§ GIVEN ENTRIES
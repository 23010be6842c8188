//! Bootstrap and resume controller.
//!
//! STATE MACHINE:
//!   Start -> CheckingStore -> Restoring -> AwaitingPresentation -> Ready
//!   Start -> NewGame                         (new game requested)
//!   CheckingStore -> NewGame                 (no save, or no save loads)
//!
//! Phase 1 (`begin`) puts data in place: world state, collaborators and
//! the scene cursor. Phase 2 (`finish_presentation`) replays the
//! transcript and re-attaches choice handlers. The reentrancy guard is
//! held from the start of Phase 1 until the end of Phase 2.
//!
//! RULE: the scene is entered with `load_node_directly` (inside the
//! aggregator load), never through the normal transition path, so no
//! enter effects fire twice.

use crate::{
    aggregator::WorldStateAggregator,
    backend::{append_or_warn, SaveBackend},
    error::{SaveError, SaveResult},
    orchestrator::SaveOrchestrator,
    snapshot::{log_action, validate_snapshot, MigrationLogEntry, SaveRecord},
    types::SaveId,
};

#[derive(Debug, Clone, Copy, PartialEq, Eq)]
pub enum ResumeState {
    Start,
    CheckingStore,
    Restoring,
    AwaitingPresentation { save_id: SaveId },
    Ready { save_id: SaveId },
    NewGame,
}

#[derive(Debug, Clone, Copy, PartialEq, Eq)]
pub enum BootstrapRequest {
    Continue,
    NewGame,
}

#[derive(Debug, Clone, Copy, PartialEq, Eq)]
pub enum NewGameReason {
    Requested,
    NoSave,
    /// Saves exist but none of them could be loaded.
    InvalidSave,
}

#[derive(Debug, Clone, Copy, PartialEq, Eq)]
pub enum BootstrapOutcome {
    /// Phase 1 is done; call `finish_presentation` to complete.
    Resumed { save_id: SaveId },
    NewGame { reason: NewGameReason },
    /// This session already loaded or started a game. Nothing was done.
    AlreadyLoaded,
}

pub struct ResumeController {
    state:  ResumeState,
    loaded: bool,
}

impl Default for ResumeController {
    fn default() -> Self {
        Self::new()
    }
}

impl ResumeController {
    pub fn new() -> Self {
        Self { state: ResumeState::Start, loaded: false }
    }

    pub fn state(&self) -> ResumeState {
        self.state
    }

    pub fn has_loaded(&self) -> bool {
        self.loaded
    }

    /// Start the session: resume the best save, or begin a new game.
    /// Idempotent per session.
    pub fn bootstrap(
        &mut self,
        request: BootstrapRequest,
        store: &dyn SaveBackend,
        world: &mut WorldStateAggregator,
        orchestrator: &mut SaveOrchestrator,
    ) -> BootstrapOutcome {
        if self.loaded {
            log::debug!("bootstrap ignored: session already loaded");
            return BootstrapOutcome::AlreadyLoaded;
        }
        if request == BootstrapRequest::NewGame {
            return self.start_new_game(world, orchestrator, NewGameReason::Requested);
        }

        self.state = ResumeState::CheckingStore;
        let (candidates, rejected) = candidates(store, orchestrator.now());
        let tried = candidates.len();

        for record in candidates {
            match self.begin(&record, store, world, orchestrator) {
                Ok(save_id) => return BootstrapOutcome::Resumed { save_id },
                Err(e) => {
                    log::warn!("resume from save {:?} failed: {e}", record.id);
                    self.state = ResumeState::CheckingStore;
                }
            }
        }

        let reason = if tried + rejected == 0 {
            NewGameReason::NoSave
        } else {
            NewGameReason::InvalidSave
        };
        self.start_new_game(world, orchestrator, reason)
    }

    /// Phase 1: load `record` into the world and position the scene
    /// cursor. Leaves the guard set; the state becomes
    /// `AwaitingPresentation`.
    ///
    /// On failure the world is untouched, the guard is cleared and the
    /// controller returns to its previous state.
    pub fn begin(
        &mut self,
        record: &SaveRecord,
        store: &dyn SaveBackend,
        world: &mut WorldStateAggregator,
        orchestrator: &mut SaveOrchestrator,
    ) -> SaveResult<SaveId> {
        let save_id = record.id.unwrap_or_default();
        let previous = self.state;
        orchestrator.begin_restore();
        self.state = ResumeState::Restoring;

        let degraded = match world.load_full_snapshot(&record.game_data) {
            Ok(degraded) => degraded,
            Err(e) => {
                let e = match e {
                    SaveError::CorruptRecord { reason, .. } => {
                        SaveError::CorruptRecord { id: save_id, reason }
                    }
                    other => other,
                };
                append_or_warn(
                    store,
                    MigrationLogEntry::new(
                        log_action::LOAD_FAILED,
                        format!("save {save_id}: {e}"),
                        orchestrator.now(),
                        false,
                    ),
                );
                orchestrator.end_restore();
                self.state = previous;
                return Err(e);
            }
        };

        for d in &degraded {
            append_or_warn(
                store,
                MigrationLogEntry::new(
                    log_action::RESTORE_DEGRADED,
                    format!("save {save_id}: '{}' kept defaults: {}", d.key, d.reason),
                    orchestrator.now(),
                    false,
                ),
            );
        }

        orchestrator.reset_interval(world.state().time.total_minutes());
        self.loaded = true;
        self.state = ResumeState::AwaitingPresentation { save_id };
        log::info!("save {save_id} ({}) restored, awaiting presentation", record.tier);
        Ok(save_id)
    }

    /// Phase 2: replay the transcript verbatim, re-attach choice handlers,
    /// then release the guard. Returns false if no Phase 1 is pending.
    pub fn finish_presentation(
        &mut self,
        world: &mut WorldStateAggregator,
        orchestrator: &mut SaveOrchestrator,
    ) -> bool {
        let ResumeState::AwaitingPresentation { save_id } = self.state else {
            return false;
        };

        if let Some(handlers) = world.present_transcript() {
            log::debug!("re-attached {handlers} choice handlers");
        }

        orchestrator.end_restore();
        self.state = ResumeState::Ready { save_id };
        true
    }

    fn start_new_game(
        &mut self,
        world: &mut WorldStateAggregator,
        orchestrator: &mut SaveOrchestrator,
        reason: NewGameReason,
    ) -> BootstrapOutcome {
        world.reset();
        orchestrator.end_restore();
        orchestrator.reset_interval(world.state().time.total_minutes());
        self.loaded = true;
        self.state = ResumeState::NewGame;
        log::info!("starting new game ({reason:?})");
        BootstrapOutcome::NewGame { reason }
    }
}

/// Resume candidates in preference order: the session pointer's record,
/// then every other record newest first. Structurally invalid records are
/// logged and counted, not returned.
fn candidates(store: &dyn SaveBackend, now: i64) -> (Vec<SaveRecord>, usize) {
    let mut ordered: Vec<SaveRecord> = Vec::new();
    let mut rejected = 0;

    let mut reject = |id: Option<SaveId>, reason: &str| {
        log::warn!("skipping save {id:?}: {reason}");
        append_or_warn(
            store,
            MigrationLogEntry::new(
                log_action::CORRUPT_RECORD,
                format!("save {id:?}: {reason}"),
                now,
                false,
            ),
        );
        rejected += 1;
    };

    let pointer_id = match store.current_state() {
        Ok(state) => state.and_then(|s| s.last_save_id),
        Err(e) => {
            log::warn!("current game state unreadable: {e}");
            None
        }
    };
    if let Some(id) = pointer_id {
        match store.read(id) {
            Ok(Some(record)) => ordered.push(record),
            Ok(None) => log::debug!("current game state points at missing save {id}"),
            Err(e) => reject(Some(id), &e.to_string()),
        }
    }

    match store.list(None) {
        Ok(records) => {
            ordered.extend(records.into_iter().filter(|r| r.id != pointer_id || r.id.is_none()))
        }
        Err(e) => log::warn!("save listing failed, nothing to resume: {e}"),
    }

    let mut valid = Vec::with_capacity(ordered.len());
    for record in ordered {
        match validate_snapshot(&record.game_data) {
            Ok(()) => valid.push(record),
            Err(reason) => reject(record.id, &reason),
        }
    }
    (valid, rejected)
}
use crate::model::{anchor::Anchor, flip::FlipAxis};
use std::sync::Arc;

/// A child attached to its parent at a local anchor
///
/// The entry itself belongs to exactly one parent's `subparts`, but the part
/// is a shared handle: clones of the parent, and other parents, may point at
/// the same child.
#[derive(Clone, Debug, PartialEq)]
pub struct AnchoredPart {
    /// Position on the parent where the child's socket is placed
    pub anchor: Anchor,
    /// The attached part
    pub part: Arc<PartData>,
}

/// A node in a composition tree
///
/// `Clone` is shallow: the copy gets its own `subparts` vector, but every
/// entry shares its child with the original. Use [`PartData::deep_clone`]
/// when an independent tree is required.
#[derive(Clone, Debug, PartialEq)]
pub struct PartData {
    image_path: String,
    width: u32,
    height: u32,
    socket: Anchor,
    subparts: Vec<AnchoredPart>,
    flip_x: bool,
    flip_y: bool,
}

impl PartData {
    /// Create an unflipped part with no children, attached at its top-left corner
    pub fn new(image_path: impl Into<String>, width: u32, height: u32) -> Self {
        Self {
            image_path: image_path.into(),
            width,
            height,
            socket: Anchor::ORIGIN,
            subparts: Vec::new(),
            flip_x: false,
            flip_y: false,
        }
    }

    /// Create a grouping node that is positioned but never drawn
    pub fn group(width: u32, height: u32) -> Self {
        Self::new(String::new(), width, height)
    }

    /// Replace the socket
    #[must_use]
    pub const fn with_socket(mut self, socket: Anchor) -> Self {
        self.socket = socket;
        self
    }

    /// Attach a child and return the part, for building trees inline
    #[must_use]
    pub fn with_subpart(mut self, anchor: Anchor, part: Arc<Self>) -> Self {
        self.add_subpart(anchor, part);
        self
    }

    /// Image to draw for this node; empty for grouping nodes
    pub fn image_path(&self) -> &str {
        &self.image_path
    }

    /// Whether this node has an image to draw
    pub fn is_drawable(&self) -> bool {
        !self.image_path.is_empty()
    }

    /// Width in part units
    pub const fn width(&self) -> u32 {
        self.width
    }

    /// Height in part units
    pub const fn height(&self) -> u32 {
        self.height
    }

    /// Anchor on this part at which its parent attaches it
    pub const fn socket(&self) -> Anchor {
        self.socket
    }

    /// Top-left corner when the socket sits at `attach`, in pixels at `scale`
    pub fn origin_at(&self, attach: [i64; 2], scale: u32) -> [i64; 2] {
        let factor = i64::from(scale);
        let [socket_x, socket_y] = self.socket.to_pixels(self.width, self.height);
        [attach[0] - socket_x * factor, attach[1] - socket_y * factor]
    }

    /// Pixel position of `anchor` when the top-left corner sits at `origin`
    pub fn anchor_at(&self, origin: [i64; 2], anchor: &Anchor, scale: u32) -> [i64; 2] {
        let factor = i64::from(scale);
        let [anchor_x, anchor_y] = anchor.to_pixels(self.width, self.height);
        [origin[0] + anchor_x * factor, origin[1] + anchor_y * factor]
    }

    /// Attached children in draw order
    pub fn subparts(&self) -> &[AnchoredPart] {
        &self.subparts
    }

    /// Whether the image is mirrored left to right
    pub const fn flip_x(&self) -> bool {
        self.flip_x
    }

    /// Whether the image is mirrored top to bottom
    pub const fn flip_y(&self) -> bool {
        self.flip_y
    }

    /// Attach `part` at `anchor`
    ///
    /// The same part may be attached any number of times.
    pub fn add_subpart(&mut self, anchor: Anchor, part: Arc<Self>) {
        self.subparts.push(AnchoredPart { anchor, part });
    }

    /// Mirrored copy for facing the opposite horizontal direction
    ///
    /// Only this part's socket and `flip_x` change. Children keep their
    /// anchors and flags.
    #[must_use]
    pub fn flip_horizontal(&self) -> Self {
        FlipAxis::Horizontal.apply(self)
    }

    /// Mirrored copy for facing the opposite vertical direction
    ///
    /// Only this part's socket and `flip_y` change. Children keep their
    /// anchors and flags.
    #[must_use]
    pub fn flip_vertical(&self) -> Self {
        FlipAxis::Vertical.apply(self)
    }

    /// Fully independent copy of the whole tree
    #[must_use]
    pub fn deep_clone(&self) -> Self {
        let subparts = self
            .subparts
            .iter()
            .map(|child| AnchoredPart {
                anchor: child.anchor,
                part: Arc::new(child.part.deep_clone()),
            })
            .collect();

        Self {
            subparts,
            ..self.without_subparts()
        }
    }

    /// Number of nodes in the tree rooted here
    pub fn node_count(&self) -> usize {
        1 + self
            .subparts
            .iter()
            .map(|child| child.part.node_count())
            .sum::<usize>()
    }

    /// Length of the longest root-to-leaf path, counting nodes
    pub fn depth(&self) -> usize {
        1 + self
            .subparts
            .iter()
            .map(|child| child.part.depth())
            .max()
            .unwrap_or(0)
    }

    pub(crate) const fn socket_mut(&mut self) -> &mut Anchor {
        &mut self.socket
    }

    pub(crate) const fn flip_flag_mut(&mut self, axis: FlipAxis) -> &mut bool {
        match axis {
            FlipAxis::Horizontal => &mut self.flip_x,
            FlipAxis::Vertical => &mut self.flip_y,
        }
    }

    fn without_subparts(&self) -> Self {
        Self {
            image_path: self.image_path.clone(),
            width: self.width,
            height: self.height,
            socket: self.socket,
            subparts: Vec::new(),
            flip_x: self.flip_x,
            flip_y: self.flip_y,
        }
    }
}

§ WORK REQUEST
Pull out all lines of the data with the string "keep".

§ ANSWER SECTION
    /// Only this part's socket and `flip_x` change. Children keep their
    /// Only this part's socket and `flip_y` change. Children keep their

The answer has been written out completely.